(Given data)

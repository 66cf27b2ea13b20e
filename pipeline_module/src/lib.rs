pub mod addresses;
pub mod completion;
pub mod content_store;
pub mod context;
pub mod dispatch;
pub mod driver;
pub mod handlers;
pub mod normalize;
pub mod pipeline_ledger;
pub mod service;

mod html;

use std::collections::BTreeMap;

/// An inbound payload exactly as the mail provider delivered it.
pub type RawEmail = BTreeMap<String, serde_json::Value>;

pub use content_store::{ContentStore, ContentStoreError};
pub use context::ServiceContext;
pub use dispatch::{dispatch, route, DispatchPolicy, IgnoreReason, Route};
pub use driver::{
    DropReason, NotificationConfig, Outcome, Pipeline, PipelineError, RerunReport,
};
pub use handlers::{AgentHandlers, EmailHandlers, HandlerError};
pub use normalize::{normalize, CanonicalEmail, NormalizeError};
pub use pipeline_ledger::{LedgerError, PipelineLedger};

(End Given data)

* [Assigned task] For every line in the data above that has the string "handlers", return that line.

* [Response to the exercise]
pub mod handlers;
pub use handlers::{AgentHandlers, EmailHandlers, HandlerError};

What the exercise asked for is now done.